Exercise brief - Using the listing below, please count the lines that contain the string "EstimatorError". Only the number is wanted.
· · · ·
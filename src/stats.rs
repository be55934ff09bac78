// 该文件是 Posekit 项目的一部分。
// src/stats.rs - 处理统计
//
// 本文件根据 Apache 许可证第 2.0 版（以下简称“许可证”）授权使用；
// 除非遵守该许可证条款，否则您不得使用本文件。
// 您可通过以下网址获取许可证副本：
// http://www.apache.org/licenses/LICENSE-2.0
// 除非适用法律要求或书面同意，根据本许可协议分发的软件均按“原样”提供，
// 不附带任何形式的明示或暗示的保证或条件。
// 有关许可权限与限制的具体条款，请参阅本许可协议。
//
// Copyright (C) 2026 Johann Li <me@qinka.pro>, Wareless Group

use std::time::Duration;

use crate::pose::{PoseFrame, ProcessingStats};

/// 统计累加器
///
/// 增量更新与 [`StatsAggregator::from_frames`] 对同一帧序列给出相同的结果。
#[derive(Debug, Default, Clone, Copy, PartialEq, Eq)]
pub struct StatsAggregator {
  total_frames: u64,
  frames_with_pose: u64,
  frames_failed_detection: u64,
}

impl StatsAggregator {
  pub fn new() -> Self {
    Self::default()
  }

  pub fn from_frames<'a>(frames: impl IntoIterator<Item = &'a PoseFrame>) -> Self {
    frames.into_iter().fold(Self::new(), |mut acc, frame| {
      acc.update(frame);
      acc
    })
  }

  pub fn update(&mut self, frame: &PoseFrame) {
    self.total_frames += 1;
    if frame.pose_detected {
      self.frames_with_pose += 1;
    }
    if frame.detection_failed() {
      self.frames_failed_detection += 1;
    }
  }

  pub fn total_frames(&self) -> u64 {
    self.total_frames
  }

  pub fn frames_with_pose(&self) -> u64 {
    self.frames_with_pose
  }

  pub fn frames_failed_detection(&self) -> u64 {
    self.frames_failed_detection
  }

  /// 由墙钟时间得到最终统计
  pub fn finish(&self, wall_clock: Duration) -> ProcessingStats {
    let seconds = wall_clock.as_secs_f64();
    ProcessingStats {
      total_frames: self.total_frames,
      frames_with_pose: self.frames_with_pose,
      frames_failed_detection: self.frames_failed_detection,
      pose_detection_rate: ratio(self.frames_with_pose as f64, self.total_frames as f64),
      avg_fps: ratio(self.total_frames as f64, seconds),
      total_processing_time: seconds,
    }
  }
}

fn ratio(numerator: f64, denominator: f64) -> f64 {
  if denominator > 0.0 {
    numerator / denominator
  } else {
    0.0
  }
}

#[cfg(test)]
mod tests {
  use super::*;
  use crate::model::EstimatorError;
  use crate::pose::{FrameOutcome, PoseData, PoseMetadata};

  fn detected(n: u64) -> PoseFrame {
    let pose = PoseData {
      keypoints: Vec::new(),
      bbox: None,
      metadata: PoseMetadata::new("test", 0.0),
    };
    PoseFrame::new(n, 10.0, 0.0, FrameOutcome::Detected(pose))
  }

  fn sequence() -> Vec<PoseFrame> {
    vec![
      detected(0),
      PoseFrame::new(1, 10.0, 0.0, FrameOutcome::NoPose),
      detected(2),
      PoseFrame::new(
        3,
        10.0,
        0.0,
        FrameOutcome::Failed(EstimatorError::Inference("x".into())),
      ),
    ]
  }

  #[test]
  fn empty_sequence_has_zero_rates() {
    let stats = StatsAggregator::new().finish(Duration::ZERO);
    assert_eq!(stats.total_frames, 0);
    assert_eq!(stats.pose_detection_rate, 0.0);
    assert_eq!(stats.avg_fps, 0.0);
  }

  #[test]
  fn counts_detected_and_failed_frames() {
    let stats = StatsAggregator::from_frames(&sequence()).finish(Duration::from_secs(2));
    assert_eq!(stats.total_frames, 4);
    assert_eq!(stats.frames_with_pose, 2);
    assert_eq!(stats.frames_failed_detection, 1);
    assert_eq!(stats.pose_detection_rate, 0.5);
    assert_eq!(stats.avg_fps, 2.0);
  }

  #[test]
  fn incremental_matches_fold() {
    let frames = sequence();
    let mut running = StatsAggregator::new();
    for frame in &frames {
      running.update(frame);
    }
    assert_eq!(running, StatsAggregator::from_frames(&frames));
  }
}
· · · ·
Solution for this problem - 2